use settings::SettingsError;
use shared::TransportError;
use thiserror::Error;

#[derive(Debug, Clone, PartialEq, Error)]
pub enum PlacementError {
    #[error("world bounds {width}x{height} must be finite and positive")]
    InvalidBounds { width: f32, height: f32 },
    #[error("spawn box {width}x{height} must be finite and positive")]
    InvalidBoxSize { width: f32, height: f32 },
    #[error("placed {placed} of {requested} entities before running out of {attempts} attempts")]
    Exhausted {
        placed: usize,
        requested: usize,
        attempts: usize,
    },
}

#[derive(Debug, Error)]
pub enum ClientError {
    #[error("settings error: {0}")]
    Settings(#[from] SettingsError),
    #[error("transport error: {0}")]
    Transport(#[from] TransportError),
}
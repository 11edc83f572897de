//! Applies one mapping plan to a store.
//!
//! The destination is built in memory, written to the sibling temp file
//! `<store>~1`, synced, and renamed over the store. Until the rename the
//! existing store file is never opened for writing; on any failure the temp file
//! is removed and the store stays at its prior version.

use std::collections::HashMap;
use std::fs::{self, File, OpenOptions};
use std::io;
use std::path::{Path, PathBuf};
use std::time::Instant;

use notestore_core::{MigrationError, MigrationResult, TransformError};
use tracing::{debug, info, warn};

use crate::mapping::{MappingPlan, RelationshipSource};
use crate::policy::SourceRecord;
use crate::run::{MigrationRun, RunOutcome};
use crate::store::{RecordRef, Store, StoreSnapshot};

#[cfg(test)]
#[derive(Debug, Clone, Copy, PartialEq, Eq)]
pub(crate) enum FailPoint {
    AfterTempCreated,
    BeforeRename,
}

#[derive(Debug, Default, Clone)]
pub struct MigrationExecutor {
    #[cfg(test)]
    fail_point: Option<FailPoint>,
}

impl MigrationExecutor {
    #[must_use]
    pub const fn new() -> Self {
        Self {
            #[cfg(test)]
            fail_point: None,
        }
    }

    #[cfg(test)]
    pub(crate) const fn with_fail_point(fail_point: FailPoint) -> Self {
        Self {
            fail_point: Some(fail_point),
        }
    }

    #[cfg(test)]
    fn trip(&self, point: FailPoint, path: &Path) -> MigrationResult<()> {
        if self.fail_point == Some(point) {
            return Err(MigrationError::fs(
                "fail point",
                path,
                io::Error::other(format!("injected failure at {point:?}")),
            ));
        }
        Ok(())
    }

    /// Migrate `store` from `plan.source` to `plan.destination`.
    pub fn apply(&self, plan: &MappingPlan, store: &Store) -> MigrationResult<MigrationRun> {
        let started = Instant::now();
        info!(
            store = %store.path().display(),
            from = %plan.source,
            to = %plan.destination,
            plan = %plan.kind,
            "migration step starting"
        );
        for (entity, hash) in plan.source.model().entity_hashes() {
            debug!(%entity, %hash, "source entity version hash");
        }
        for (entity, hash) in plan.destination.model().entity_hashes() {
            debug!(%entity, %hash, "destination entity version hash");
        }

        match self.run_step(plan, store) {
            Ok((records_read, records_written)) => {
                let mut run = MigrationRun::new(plan, started.elapsed(), RunOutcome::Succeeded);
                run.records_read = records_read;
                run.records_written = records_written;
                run.log();
                Ok(run)
            }
            Err(err) => {
                MigrationRun::new(plan, started.elapsed(), RunOutcome::Failed(err.to_string()))
                    .log();
                Err(err)
            }
        }
    }

    #[cfg_attr(not(test), allow(clippy::unused_self))]
    fn run_step(&self, plan: &MappingPlan, store: &Store) -> MigrationResult<(usize, usize)> {
        let source = StoreSnapshot::open(store.path(), plan.source.model())?;

        let temp_path = store.temp_path();
        remove_stale_temp(&temp_path)?;
        let mut temp = TempStoreFile::create(&temp_path)?;
        #[cfg(test)]
        self.trip(FailPoint::AfterTempCreated, &temp_path)?;

        let destination = migrate_records(plan, &source)?;
        for (entity, count) in destination.entity_counts() {
            debug!(%entity, count, "migrated records");
        }
        destination.write_to(temp.file_mut()?, &temp_path)?;
        #[cfg(test)]
        self.trip(FailPoint::BeforeRename, &temp_path)?;

        temp.persist(store.path())?;
        Ok((source.record_count(), destination.record_count()))
    }
}

/// Build the destination snapshot: create every record, then relink.
fn migrate_records(plan: &MappingPlan, source: &StoreSnapshot) -> MigrationResult<StoreSnapshot> {
    let src_model = plan.source.model();
    let dst_model = plan.destination.model();
    let mut destination = StoreSnapshot::new(dst_model);

    let mut by_mapping: HashMap<(&str, RecordRef), RecordRef> = HashMap::new();
    let mut by_source: HashMap<RecordRef, RecordRef> = HashMap::new();
    let mut origin: HashMap<RecordRef, RecordRef> = HashMap::new();
    let mut created = Vec::new();

    // Pass 1: create.
    for mapping in &plan.entity_mappings {
        for (entity, records) in source.entities() {
            if !src_model.is_kind_of(entity, &mapping.source_entity) {
                continue;
            }
            for record in records {
                let view = SourceRecord::new(source, entity, record);
                if !mapping.accepts(&view) {
                    continue;
                }
                let attributes = mapping
                    .policy
                    .create_destination(&view, mapping)
                    .map_err(|e| transformation(&view.reference(), &e))?;
                let src_ref = view.reference();
                let dst_ref = destination
                    .insert(&mapping.destination_entity, attributes)
                    .map_err(|e| transformation(&src_ref, &e))?;
                by_mapping.insert((mapping.name.as_str(), src_ref.clone()), dst_ref.clone());
                by_source
                    .entry(src_ref.clone())
                    .or_insert_with(|| dst_ref.clone());
                origin.insert(dst_ref.clone(), src_ref.clone());
                created.push((mapping, view.record(), src_ref, dst_ref));
            }
        }
    }

    // Pass 2: relink.
    for (mapping, record, src_ref, dst_ref) in &created {
        for rule in &mapping.relationships {
            let targets = match &rule.source {
                RelationshipSource::Relationship(name) => record.related(name).to_vec(),
                RelationshipSource::SourceRecord => vec![src_ref.clone()],
            };
            for target in targets {
                let resolved = match &rule.via {
                    Some(via) => by_mapping.get(&(via.as_str(), target)),
                    None => by_source.get(&target),
                };
                if let Some(resolved) = resolved {
                    destination.link(dst_ref, &rule.destination, resolved.clone());
                }
            }
        }
    }

    destination.fill_inverses(dst_model);
    destination.check_conformance(dst_model).map_err(|n| {
        let culprit = origin.get(&n.record).unwrap_or(&n.record);
        transformation(culprit, &n.error)
    })?;
    Ok(destination)
}

fn transformation(record: &RecordRef, error: &TransformError) -> MigrationError {
    MigrationError::Transformation {
        entity: record.entity.clone(),
        record: record.id.0,
        detail: error.to_string(),
    }
}

fn remove_stale_temp(path: &Path) -> MigrationResult<()> {
    match fs::remove_file(path) {
        Ok(()) => {
            warn!(path = %path.display(), "removed stale migration temp file");
            Ok(())
        }
        Err(e) if e.kind() == io::ErrorKind::NotFound => Ok(()),
        Err(e) => Err(MigrationError::fs("remove stale temp file", path, e)),
    }
}

/// Exclusively created temp file, deleted on drop unless persisted.
struct TempStoreFile {
    path: PathBuf,
    file: Option<File>,
    persisted: bool,
}

impl TempStoreFile {
    fn create(path: &Path) -> MigrationResult<Self> {
        let file = OpenOptions::new()
            .write(true)
            .create_new(true)
            .open(path)
            .map_err(|e| MigrationError::fs("create temp store", path, e))?;
        Ok(Self {
            path: path.to_path_buf(),
            file: Some(file),
            persisted: false,
        })
    }

    fn file_mut(&mut self) -> MigrationResult<&mut File> {
        self.file.as_mut().ok_or_else(|| {
            MigrationError::fs(
                "write temp store",
                &self.path,
                io::Error::other("temp store already closed"),
            )
        })
    }

    /// Close and rename over `target`, then make the rename durable.
    fn persist(mut self, target: &Path) -> MigrationResult<()> {
        drop(self.file.take());
        fs::rename(&self.path, target).map_err(|e| MigrationError::fs("rename", target, e))?;
        self.persisted = true;
        if let Err(e) = sync_parent_dir(target) {
            warn!(path = %target.display(), error = %e, "failed to sync store directory");
        }
        Ok(())
    }
}

impl Drop for TempStoreFile {
    fn drop(&mut self) {
        if self.persisted {
            return;
        }
        drop(self.file.take());
        match fs::remove_file(&self.path) {
            Ok(()) => debug!(path = %self.path.display(), "discarded migration temp file"),
            Err(e) if e.kind() == io::ErrorKind::NotFound => {}
            Err(e) => warn!(path = %self.path.display(), error = %e, "failed to remove migration temp file"),
        }
    }
}

#[cfg(unix)]
fn sync_parent_dir(path: &Path) -> io::Result<()> {
    match path.parent().filter(|p| !p.as_os_str().is_empty()) {
        Some(parent) => File::open(parent)?.sync_all(),
        None => Ok(()),
    }
}

#[cfg(not(unix))]
fn sync_parent_dir(_path: &Path) -> io::Result<()> {
    Ok(())
}

#[cfg(test)]
mod tests {
    use super::*;
    use crate::mapping::{MappingCatalog, MappingResolver};
    use crate::notes_plans::notes_catalog;
    use crate::registry::SchemaRegistry;
    use crate::store::{AttributeMap, read_header};
    use image::{DynamicImage, ImageFormat, RgbImage};
    use notestore_core::notes_model::{ATTACHMENT, IMAGE_ATTACHMENT, NOTE};
    use notestore_core::{NotesModelVersion, Value};
    use std::io::Cursor;

    fn png(width: u32, height: u32) -> Vec<u8> {
        let mut out = Cursor::new(Vec::new());
        DynamicImage::ImageRgb8(RgbImage::new(width, height))
            .write_to(&mut out, ImageFormat::Png)
            .unwrap();
        out.into_inner()
    }

    fn note(title: &str) -> AttributeMap {
        AttributeMap::from([
            ("title".to_string(), Value::from(title)),
            ("body".to_string(), Value::from(format!("{title} body"))),
            ("date_created".to_string(), Value::Date(10)),
        ])
    }

    fn v3_store(dir: &Path, image: Vec<u8>) -> Store {
        let model = NotesModelVersion::V3.descriptor();
        let mut snapshot = StoreSnapshot::new(model);
        let n = snapshot.insert(NOTE, note("trip")).unwrap();
        snapshot.insert(NOTE, note("plain")).unwrap();
        let a = snapshot
            .insert(
                ATTACHMENT,
                AttributeMap::from([
                    ("date_created".to_string(), Value::Date(11)),
                    ("image".to_string(), Value::Binary(image)),
                ]),
            )
            .unwrap();
        snapshot.link(&a, "note", n);
        snapshot.fill_inverses(model);
        let store = Store::at(dir.join("Notes.notestore"));
        snapshot.save(store.path()).unwrap();
        store
    }

    fn v3_to_v4_plan(registry: &SchemaRegistry, catalog: &MappingCatalog) -> MappingPlan {
        let v = registry.versions();
        MappingResolver::new(registry, catalog)
            .plan_for(&v[2], &v[3])
            .unwrap()
    }

    fn listing(dir: &Path) -> Vec<String> {
        let mut names: Vec<String> = fs::read_dir(dir)
            .unwrap()
            .map(|e| e.unwrap().file_name().to_string_lossy().into_owned())
            .collect();
        names.sort();
        names
    }

    #[test]
    fn step_swaps_in_destination_version() {
        let dir = tempfile::tempdir().unwrap();
        let store = v3_store(dir.path(), png(4, 2));
        let registry = SchemaRegistry::notes().unwrap();
        let catalog = notes_catalog();
        let plan = v3_to_v4_plan(&registry, &catalog);

        let run = MigrationExecutor::new().apply(&plan, &store).unwrap();
        assert!(run.succeeded());
        assert_eq!((run.source_version, run.destination_version), (3, 4));
        assert_eq!(run.records_read, 3);
        assert_eq!(run.records_written, 3);

        let header = read_header(store.path()).unwrap().unwrap();
        assert_eq!(&header.model_fingerprint, NotesModelVersion::V4.fingerprint());
        let migrated = StoreSnapshot::open(store.path(), NotesModelVersion::V4.descriptor()).unwrap();
        let image = &migrated.records(IMAGE_ATTACHMENT)[0];
        assert_eq!(image.attribute("width"), Some(&Value::Double(4.0)));
        assert_eq!(image.attribute("caption"), Some(&Value::from("trip body")));
        let owner = migrated.record(&image.related("note")[0]).unwrap();
        assert_eq!(owner.attribute("title"), Some(&Value::from("trip")));
        assert_eq!(owner.related("attachments").len(), 1);
        assert_eq!(listing(dir.path()), ["Notes.notestore"]);
    }

    #[test]
    fn failure_after_temp_creation_leaves_store_untouched() {
        for point in [FailPoint::AfterTempCreated, FailPoint::BeforeRename] {
            let dir = tempfile::tempdir().unwrap();
            let store = v3_store(dir.path(), png(1, 1));
            let before = fs::read(store.path()).unwrap();
            let registry = SchemaRegistry::notes().unwrap();
            let catalog = notes_catalog();
            let plan = v3_to_v4_plan(&registry, &catalog);

            let err = MigrationExecutor::with_fail_point(point)
                .apply(&plan, &store)
                .unwrap_err();
            assert_eq!(err.error_code(), "MIGRATION_ERROR");
            assert_eq!(fs::read(store.path()).unwrap(), before);
            assert!(!store.temp_path().exists(), "temp left behind at {point:?}");
        }
    }

    #[test]
    fn transform_failure_aborts_whole_step() {
        let dir = tempfile::tempdir().unwrap();
        let store = v3_store(dir.path(), b"corrupt".to_vec());
        let before = fs::read(store.path()).unwrap();
        let registry = SchemaRegistry::notes().unwrap();
        let catalog = notes_catalog();
        let plan = v3_to_v4_plan(&registry, &catalog);

        let err = MigrationExecutor::new().apply(&plan, &store).unwrap_err();
        match err {
            MigrationError::Transformation { entity, .. } => assert_eq!(entity, ATTACHMENT),
            other => panic!("unexpected error: {other}"),
        }
        assert_eq!(fs::read(store.path()).unwrap(), before);
        assert_eq!(listing(dir.path()), ["Notes.notestore"]);
    }

    #[test]
    fn stale_temp_is_replaced() {
        let dir = tempfile::tempdir().unwrap();
        let store = v3_store(dir.path(), png(2, 2));
        fs::write(store.temp_path(), b"left over from a crash").unwrap();
        let registry = SchemaRegistry::notes().unwrap();
        let catalog = notes_catalog();
        let plan = v3_to_v4_plan(&registry, &catalog);

        MigrationExecutor::new().apply(&plan, &store).unwrap();
        assert!(!store.temp_path().exists());
        assert!(
            StoreSnapshot::open(store.path(), NotesModelVersion::V4.descriptor()).is_ok()
        );
    }

    #[test]
    fn source_must_match_plan_source() {
        let dir = tempfile::tempdir().unwrap();
        let store = v3_store(dir.path(), png(2, 2));
        let registry = SchemaRegistry::notes().unwrap();
        let catalog = MappingCatalog::new();
        let v = registry.versions();
        let plan = MappingResolver::new(&registry, &catalog)
            .plan_for(&v[0], &v[1])
            .unwrap();
        let err = MigrationExecutor::new().apply(&plan, &store).unwrap_err();
        assert_eq!(err.error_code(), "STORE_UNREADABLE");
        assert!(!store.temp_path().exists());
    }
}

____

# [Task brief]
Scanning the data above, count the lines in which the string "SourceRecord" occurs and state only the count.

# [Problem solution]
3